What this task involves:
Scan the material below for the word "EventHooks", then copy every line in which it appears.

━━━ Listed records ━━━

//! Wires the engine's domain events to the websocket registry.
//!
//! The engine publishes an event after each committed write; the hooks installed here render the event in the
//! client frame envelope and push it to the chat channel and to both participants' personal channels. The engine
//! stays ignorant of the websocket layer, and a frame that cannot be delivered costs nothing but a log line.

use futures::future::BoxFuture;
use log::*;
use troca_engine::events::{EventHandlers, EventHooks};

use crate::ws::{frame, WsRegistry, NEW_MESSAGE_EVENT, NEW_OFFER_EVENT, OFFER_STATUS_CHANGED_EVENT};

pub const WS_EVENT_BUFFER_SIZE: usize = 25;

/// Assigns event handlers that fan domain events out to connected websocket clients.
///
/// All three domain events are relevant here:
///
/// 1. NewMessageEvent - A user posted a message in a chat. Pushed as `newMessage`.
/// 2. NewOfferEvent - A buyer made an offer. Pushed as `newOffer`.
/// 3. OfferStatusChangedEvent - An offer was accepted, declined or paid. Pushed as `offerStatusChanged`.
pub fn create_websocket_event_handlers(registry: WsRegistry) -> EventHandlers {
    let mut hooks = EventHooks::default();
    // --- On NewMessage Handler ---
    let reg = registry.clone();
    hooks.on_new_message(move |ev| {
        let message = ev.message;
        debug!("📡️ Pushing message #{} to the subscribers of chat #{}", message.id, message.chat_id);
        let payload = frame(NEW_MESSAGE_EVENT, &message);
        reg.send_to_chat(message.chat_id, &payload);
        reg.send_to_user(message.from_user_id, &payload);
        reg.send_to_user(message.to_user_id, &payload);
        no_op()
    });
    // --- On NewOffer Handler ---
    let reg = registry.clone();
    hooks.on_new_offer(move |ev| {
        let offer = ev.offer;
        debug!("📡️ Pushing offer #{} to the subscribers of chat #{}", offer.id, offer.chat_id);
        let payload = frame(NEW_OFFER_EVENT, &offer);
        reg.send_to_chat(offer.chat_id, &payload);
        reg.send_to_user(offer.sender_id, &payload);
        reg.send_to_user(offer.recipient_id, &payload);
        no_op()
    });
    // --- On OfferStatusChanged Handler ---
    let reg = registry;
    hooks.on_offer_status_changed(move |ev| {
        let offer = ev.offer;
        debug!("📡️ Pushing {} status of offer #{} to the subscribers of chat #{}", offer.status, offer.id, offer.chat_id);
        let payload = frame(OFFER_STATUS_CHANGED_EVENT, &offer);
        reg.send_to_chat(offer.chat_id, &payload);
        reg.send_to_user(offer.sender_id, &payload);
        reg.send_to_user(offer.recipient_id, &payload);
        no_op()
    });
    EventHandlers::new(WS_EVENT_BUFFER_SIZE, hooks)
}

fn no_op() -> BoxFuture<'static, ()> {
    Box::pin(async {})
}
//! SQLite database module for the Troca marketplace engine.

mod sqlite_impl;

pub mod db;
pub use sqlite_impl::SqliteDatabase;
//! Connection bookkeeping for the websocket layer.

use std::{
    collections::HashMap,
    sync::{
        atomic::{AtomicU64, Ordering},
        Arc,
        PoisonError,
        RwLock,
    },
};

use log::*;
use tokio::sync::mpsc::UnboundedSender;

/// Identifies a single websocket connection for its lifetime. A user with the app open on two devices holds two
/// connection ids under the same user id.
pub type ConnectionId = u64;

#[derive(Debug, Clone)]
struct ClientHandle {
    conn_id: ConnectionId,
    user_id: i64,
    sender: UnboundedSender<String>,
}

/// Tracks which connections belong to which user, and which chat channels each connection has joined.
///
/// The registry is the single owner of this state. It is cheap to clone (the maps live behind an `Arc`) and is
/// handed to the session handlers and the event hooks. Sends never propagate errors; a failed send means the
/// session task is gone, and the handle is dropped from the registry on the spot. Nothing here survives a
/// restart. Clients reconnect and re-fetch state over REST.
#[derive(Debug, Clone, Default)]
pub struct WsRegistry {
    inner: Arc<Inner>,
}

#[derive(Debug, Default)]
struct Inner {
    next_id: AtomicU64,
    users: RwLock<HashMap<i64, Vec<ClientHandle>>>,
    chats: RwLock<HashMap<i64, Vec<ClientHandle>>>,
}

impl WsRegistry {
    pub fn new() -> Self {
        Self::default()
    }

    /// Registers a new connection for the user and returns its connection id.
    pub fn connect(&self, user_id: i64, sender: UnboundedSender<String>) -> ConnectionId {
        let conn_id = self.inner.next_id.fetch_add(1, Ordering::Relaxed);
        let handle = ClientHandle { conn_id, user_id, sender };
        let mut users = self.inner.users.write().unwrap_or_else(PoisonError::into_inner);
        users.entry(user_id).or_default().push(handle);
        debug!("📡️ User #{user_id} connected (connection {conn_id})");
        conn_id
    }

    /// Removes the connection from the user channel and every chat channel it joined. Disconnecting a
    /// connection that was never registered is a no-op.
    pub fn disconnect(&self, conn_id: ConnectionId) {
        let mut users = self.inner.users.write().unwrap_or_else(PoisonError::into_inner);
        for handles in users.values_mut() {
            handles.retain(|h| h.conn_id != conn_id);
        }
        users.retain(|_, handles| !handles.is_empty());
        drop(users);
        let mut chats = self.inner.chats.write().unwrap_or_else(PoisonError::into_inner);
        for handles in chats.values_mut() {
            handles.retain(|h| h.conn_id != conn_id);
        }
        chats.retain(|_, handles| !handles.is_empty());
        debug!("📡️ Connection {conn_id} disconnected");
    }

    /// Subscribes the connection to a chat channel. Joining twice is a no-op.
    pub fn join_chat(&self, conn_id: ConnectionId, chat_id: i64) {
        let Some(handle) = self.handle_for(conn_id) else {
            warn!("📡️ Connection {conn_id} tried to join chat #{chat_id} but is not registered");
            return;
        };
        let mut chats = self.inner.chats.write().unwrap_or_else(PoisonError::into_inner);
        let members = chats.entry(chat_id).or_default();
        if members.iter().any(|h| h.conn_id == conn_id) {
            return;
        }
        debug!("📡️ User #{} (connection {conn_id}) joined chat #{chat_id}", handle.user_id);
        members.push(handle);
    }

    /// Removes the connection from a chat channel. Leaving a channel it never joined is a no-op.
    pub fn leave_chat(&self, conn_id: ConnectionId, chat_id: i64) {
        let mut chats = self.inner.chats.write().unwrap_or_else(PoisonError::into_inner);
        if let Some(members) = chats.get_mut(&chat_id) {
            members.retain(|h| h.conn_id != conn_id);
            if members.is_empty() {
                chats.remove(&chat_id);
            }
            debug!("📡️ Connection {conn_id} left chat #{chat_id}");
        }
    }

    /// Sends a frame to every connection the user has open.
    pub fn send_to_user(&self, user_id: i64, payload: &str) {
        let mut users = self.inner.users.write().unwrap_or_else(PoisonError::into_inner);
        if let Some(handles) = users.get_mut(&user_id) {
            deliver(handles, payload);
            if handles.is_empty() {
                users.remove(&user_id);
            }
        }
    }

    /// Sends a frame to every connection subscribed to the chat channel.
    pub fn send_to_chat(&self, chat_id: i64, payload: &str) {
        let mut chats = self.inner.chats.write().unwrap_or_else(PoisonError::into_inner);
        if let Some(handles) = chats.get_mut(&chat_id) {
            deliver(handles, payload);
            if handles.is_empty() {
                chats.remove(&chat_id);
            }
        }
    }

    /// The number of live connections, across all users.
    pub fn connection_count(&self) -> usize {
        let users = self.inner.users.read().unwrap_or_else(PoisonError::into_inner);
        users.values().map(Vec::len).sum()
    }

    fn handle_for(&self, conn_id: ConnectionId) -> Option<ClientHandle> {
        let users = self.inner.users.read().unwrap_or_else(PoisonError::into_inner);
        users.values().flatten().find(|h| h.conn_id == conn_id).cloned()
    }
}

fn deliver(handles: &mut Vec<ClientHandle>, payload: &str) {
    handles.retain(|h| match h.sender.send(payload.to_string()) {
        Ok(()) => true,
        Err(_) => {
            debug!("📡️ Connection {} is gone. Dropping it from the registry.", h.conn_id);
            false
        },
    });
}
//! Read access to the product catalog.

use std::fmt::Debug;

use crate::{
    db_types::{Category, Product, ProductImage},
    traits::{CatalogApiError, CatalogManagement},
};

/// The `CatalogApi` serves the browsing side of the marketplace: the fixed category list and individual
/// listings with their images. Listings themselves are created through [`CatalogManagement::create_product`].
pub struct CatalogApi<B> {
    db: B,
}

impl<B: Debug> Debug for CatalogApi<B> {
    fn fmt(&self, f: &mut std::fmt::Formatter<'_>) -> std::fmt::Result {
        write!(f, "CatalogApi ({:?})", self.db)
    }
}

impl<B> CatalogApi<B>
where B: CatalogManagement
{
    pub fn new(db: B) -> Self {
        Self { db }
    }

    /// Every category, in seeding order.
    pub async fn categories(&self) -> Result<Vec<Category>, CatalogApiError> {
        self.db.fetch_categories().await
    }

    /// A listing together with its images in display order, or `None` when no such product exists.
    pub async fn product_with_images(
        &self,
        product_id: i64,
    ) -> Result<Option<(Product, Vec<ProductImage>)>, CatalogApiError> {
        let Some(product) = self.db.fetch_product(product_id).await? else {
            return Ok(None);
        };
        let images = self.db.fetch_product_images(product_id).await?;
        Ok(Some((product, images)))
    }
}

━━━

Worked solution:
use troca_engine::events::{EventHandlers, EventHooks};
    let mut hooks = EventHooks::default();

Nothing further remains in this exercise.